The task:
All lines from the opening of the data to the line containing "pub struct ShardedMap<K, V>" must be returned unchanged, and only those lines.

Start of Records for this task

use crate::bucket::Bucket;
use crate::config::{Config, LockMode};
use crate::error::Error;
use crate::hash::BucketKey;
use crate::iter::SnapshotIter;
use crate::stats::{BucketDiagnostics, BucketOps, Diagnostics, Stats};
use crate::value::MapValue;
use crossbeam_utils::CachePadded;
use std::borrow::Borrow;
use tracing::{debug, warn};

/// `i32` keys, `i32` values.
pub type IntIntMap = ShardedMap<i32, i32>;
/// `i32` keys, `i64` values.
pub type IntLongMap = ShardedMap<i32, i64>;
/// `i64` keys, `i32` values.
pub type LongIntMap = ShardedMap<i64, i32>;
/// `i64` keys, `i64` values.
pub type LongLongMap = ShardedMap<i64, i64>;
/// `i64` keys, arbitrary values.
pub type LongObjectMap<V> = ShardedMap<i64, V>;
/// Arbitrary keys, `i32` values.
pub type ObjectIntMap<K> = ShardedMap<K, i32>;
/// Arbitrary keys, `i64` values.
pub type ObjectLongMap<K> = ShardedMap<K, i64>;

/// Concurrent map sharded into independently locked buckets.
///
/// Each key is routed to one bucket by [`BucketKey::bucket_index`]. A bucket
/// owns a plain hash table behind a read-write lock, so operations on
/// different buckets never wait for each other and operations on the same
/// bucket are serialized. Lookups take the shared lock; anything that may
/// write takes the exclusive lock.
///
/// Absent keys never surface as `Option`: `get`, `put`, `remove` and
/// `compute_if_present` return the map's configured default value instead.
/// Use [`contains_key`](Self::contains_key) to tell "absent" from "stored
/// default".
///
/// # Example
///
/// ```rust
/// use primshard::{IntIntMap, ShardedMapBuilder};
///
/// let map: IntIntMap = ShardedMapBuilder::new()
///     .buckets(2)
///     .initial_capacity(16)
///     .default_value(-1)
///     .build()?;
///
/// map.put(1, 10);
/// assert_eq!(map.get(&1), 10);
/// assert_eq!(map.get(&2), -1);
/// assert!(!map.remove_if_equal(&2, &1));
/// assert!(!map.contains_key(&2));
/// # Ok::<(), primshard::Error>(())
/// ```
pub struct ShardedMap<K, V> {
    buckets: Box<[CachePadded<Bucket<K, V>>]>,
    bucket_count: u32,
    mode: LockMode,
    default_value: V,
}

impl<K, V> ShardedMap<K, V>
where
    K: BucketKey + Send + Sync,
    V: MapValue + Send + Sync,
{
    /// Create a new map with the default configuration and `V::default()` as
    /// the default value.
    pub fn new() -> Self
    where
        V: Default,
    {
        let config = Config::default();
        let capacity = config
            .table_capacity()
            .unwrap_or(config.initial_capacity);
        let buckets = (0..config.buckets)
            .map(|_| CachePadded::new(Bucket::new(capacity, config.mode)))
            .collect();
        Self::assemble(&config, capacity, buckets, V::default())
    }

    /// Create a new map from `config`, returning `default_value` for absent
    /// keys.
    ///
    /// Fails if `config` does not validate or a bucket's table cannot
    /// reserve its initial capacity.
    pub fn with_config(config: Config, default_value: V) -> Result<Self, Error> {
        let allocated = config.validate().and_then(|()| {
            let capacity = config.table_capacity()?;
            let buckets = (0..config.buckets)
                .map(|_| Bucket::try_new(capacity, config.mode).map(CachePadded::new))
                .collect::<Result<Box<[CachePadded<Bucket<K, V>>]>, Error>>()?;
            Ok((capacity, buckets))
        });

        match allocated {
            Ok((capacity, buckets)) => Ok(Self::assemble(&config, capacity, buckets, default_value)),
            Err(err) => {
                warn!(%err, "rejected sharded map configuration");
                Err(err)
            }
        }
    }

    fn assemble(
        config: &Config,
        capacity: usize,
        buckets: Box<[CachePadded<Bucket<K, V>>]>,
        default_value: V,
    ) -> Self {
        debug!(
            buckets = config.buckets,
            initial_capacity = config.initial_capacity,
            load_factor = config.load_factor,
            table_capacity = capacity,
            mode = ?config.mode,
            "built sharded map"
        );

        Self {
            buckets,
            bucket_count: config.buckets,
            mode: config.mode,
            default_value,
        }
    }

    #[inline]
    fn bucket<Q>(&self, key: &Q) -> &Bucket<K, V>
    where
        Q: BucketKey + ?Sized,
    {
        &self.buckets[key.bucket_index(self.bucket_count) as usize]
    }

    #[inline]
    fn or_default(&self, value: Option<V>) -> V {
        value.unwrap_or_else(|| self.default_value.clone())
    }

    /// Get the value stored for `key`, or the default value.
    pub fn get<Q>(&self, key: &Q) -> V
    where
        K: Borrow<Q>,
        Q: BucketKey + ?Sized,
    {
        self.or_default(self.bucket(key).get(key))
    }

    /// Whether `key` has a stored value.
    pub fn contains_key<Q>(&self, key: &Q) -> bool
    where
        K: Borrow<Q>,
        Q: BucketKey + ?Sized,
    {
        self.bucket(key).contains_key(key)
    }

    /// Insert or overwrite. Returns the previous value, or the default value
    /// if there was none.
    pub fn put(&self, key: K, value: V) -> V {
        let previous = self.bucket(&key).insert(key, value);
        self.or_default(previous)
    }

    /// Remove `key`. Returns the removed value, or the default value if the
    /// key was absent.
    pub fn remove<Q>(&self, key: &Q) -> V
    where
        K: Borrow<Q>,
        Q: BucketKey + ?Sized,
    {
        self.or_default(self.bucket(key).remove(key))
    }

    /// Remove `key` only if it currently maps to `expected`, compared with
    /// [`MapValue::same_value`]. Returns whether an entry was removed.
    pub fn remove_if_equal<Q>(&self, key: &Q, expected: &V) -> bool
    where
        K: Borrow<Q>,
        Q: BucketKey + ?Sized,
    {
        self.bucket(key).remove_if_equal(key, expected)
    }

    /// Return the value for `key`, computing and storing `f(&key)` first if
    /// the key is absent.
    ///
    /// `f` runs while the bucket's write lock is held, so it must not touch
    /// this map. A panic in `f` releases the lock, stores nothing and
    /// propagates to the caller.
    ///
    /// ```rust
    /// use primshard::LongLongMap;
    ///
    /// let map = LongLongMap::new();
    /// assert_eq!(map.compute_if_absent(7, |k| k * 2), 14);
    /// assert_eq!(map.compute_if_absent(7, |_| 0), 14);
    /// ```
    pub fn compute_if_absent<F>(&self, key: K, f: F) -> V
    where
        F: FnOnce(&K) -> V,
    {
        self.bucket(&key).compute_if_absent(key, f)
    }

    /// If `key` is present, replace its value with `f(key, current)` and
    /// return the new value. Otherwise return the default value.
    ///
    /// Runs under the bucket's write lock, with the same rules as
    /// [`compute_if_absent`](Self::compute_if_absent).
    pub fn compute_if_present<Q, F>(&self, key: &Q, f: F) -> V
    where
        K: Borrow<Q>,
        Q: BucketKey + ?Sized,
        F: FnOnce(&K, &V) -> V,
    {
        self.or_default(self.bucket(key).compute_if_present(key, f))
    }

    /// Get the total number of entries across all buckets.
    ///
    /// Buckets are counted one at a time under their read locks; with
    /// concurrent writers the sum mixes before and after states.
    pub fn len(&self) -> usize {
        self.buckets.iter().map(|bucket| bucket.len()).sum()
    }

    /// Check if every bucket is empty. Stops at the first non-empty bucket.
    pub fn is_empty(&self) -> bool {
        self.buckets.iter().all(|bucket| bucket.is_empty())
    }

    /// Empty every bucket, one write lock at a time.
    ///
    /// Not atomic across buckets: a concurrent reader can still see entries
    /// in a bucket that has not been reached yet.
    pub fn clear(&self) {
        for bucket in self.buckets.iter() {
            bucket.clear();
        }
    }

    /// The value returned for absent keys.
    pub fn default_value(&self) -> &V {
        &self.default_value
    }

    /// Number of buckets, fixed at construction.
    pub fn bucket_count(&self) -> usize {
        self.buckets.len()
    }

    /// Lock acquisition mode, fixed at construction.
    pub fn mode(&self) -> LockMode {
        self.mode
    }

    /// Index of the bucket `key` is routed to.
    pub fn bucket_of<Q>(&self, key: &Q) -> usize
    where
        K: Borrow<Q>,
        Q: BucketKey + ?Sized,
    {
        key.bucket_index(self.bucket_count) as usize
    }

    /// Number of entries in each bucket.
    pub fn bucket_sizes(&self) -> Vec<usize> {
        self.buckets.iter().map(|bucket| bucket.len()).collect()
    }

    /// Get sizes and operation counters for every bucket.
    pub fn stats(&self) -> Stats {
        let bucket_sizes = self.bucket_sizes();
        let operations: Vec<BucketOps> = self.buckets.iter().map(|b| b.stats()).collect();
        let size = bucket_sizes.iter().sum();

        Stats {
            size,
            bucket_sizes,
            operations,
        }
    }

    /// Get a load and contention report for every bucket.
    pub fn diagnostics(&self) -> Diagnostics {
        let buckets = self
            .buckets
            .iter()
            .map(|bucket| BucketDiagnostics {
                entries: bucket.len(),
                ops: bucket.stats(),
            })
            .collect();
        Diagnostics::from_buckets(buckets)
    }

    /// Iterate over clones of all entries.
    ///
    /// Entries are copied out bucket by bucket, each under its read lock,
    /// before the iterator is returned. Later writes are not observed.
    ///
    /// ```rust
    /// use primshard::IntLongMap;
    ///
    /// let map = IntLongMap::new();
    /// map.put(1, 100);
    /// map.put(2, 200);
    ///
    /// let total: i64 = map.iter_snapshot().map(|(_, v)| v).sum();
    /// assert_eq!(total, 300);
    /// ```
    pub fn iter_snapshot(&self) -> SnapshotIter<K, V>
    where
        K: Clone,
    {
        SnapshotIter::new(&self.buckets)
    }
}

impl<K, V> Default for ShardedMap<K, V>
where
    K: BucketKey + Send + Sync,
    V: MapValue + Default + Send + Sync,
{
    fn default() -> Self {
        Self::new()
    }
}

End of Records for this task

Answer:
use crate::bucket::Bucket;
use crate::config::{Config, LockMode};
use crate::error::Error;
use crate::hash::BucketKey;
use crate::iter::SnapshotIter;
use crate::stats::{BucketDiagnostics, BucketOps, Diagnostics, Stats};
use crate::value::MapValue;
use crossbeam_utils::CachePadded;
use std::borrow::Borrow;
use tracing::{debug, warn};

/// `i32` keys, `i32` values.
pub type IntIntMap = ShardedMap<i32, i32>;
/// `i32` keys, `i64` values.
pub type IntLongMap = ShardedMap<i32, i64>;
/// `i64` keys, `i32` values.
pub type LongIntMap = ShardedMap<i64, i32>;
/// `i64` keys, `i64` values.
pub type LongLongMap = ShardedMap<i64, i64>;
/// `i64` keys, arbitrary values.
pub type LongObjectMap<V> = ShardedMap<i64, V>;
/// Arbitrary keys, `i32` values.
pub type ObjectIntMap<K> = ShardedMap<K, i32>;
/// Arbitrary keys, `i64` values.
pub type ObjectLongMap<K> = ShardedMap<K, i64>;

/// Concurrent map sharded into independently locked buckets.
///
/// Each key is routed to one bucket by [`BucketKey::bucket_index`]. A bucket
/// owns a plain hash table behind a read-write lock, so operations on
/// different buckets never wait for each other and operations on the same
/// bucket are serialized. Lookups take the shared lock; anything that may
/// write takes the exclusive lock.
///
/// Absent keys never surface as `Option`: `get`, `put`, `remove` and
/// `compute_if_present` return the map's configured default value instead.
/// Use [`contains_key`](Self::contains_key) to tell "absent" from "stored
/// default".
///
/// # Example
///
/// ```rust
/// use primshard::{IntIntMap, ShardedMapBuilder};
///
/// let map: IntIntMap = ShardedMapBuilder::new()
///     .buckets(2)
///     .initial_capacity(16)
///     .default_value(-1)
///     .build()?;
///
/// map.put(1, 10);
/// assert_eq!(map.get(&1), 10);
/// assert_eq!(map.get(&2), -1);
/// assert!(!map.remove_if_equal(&2, &1));
/// assert!(!map.contains_key(&2));
/// # Ok::<(), primshard::Error>(())
/// ```
pub struct ShardedMap<K, V> {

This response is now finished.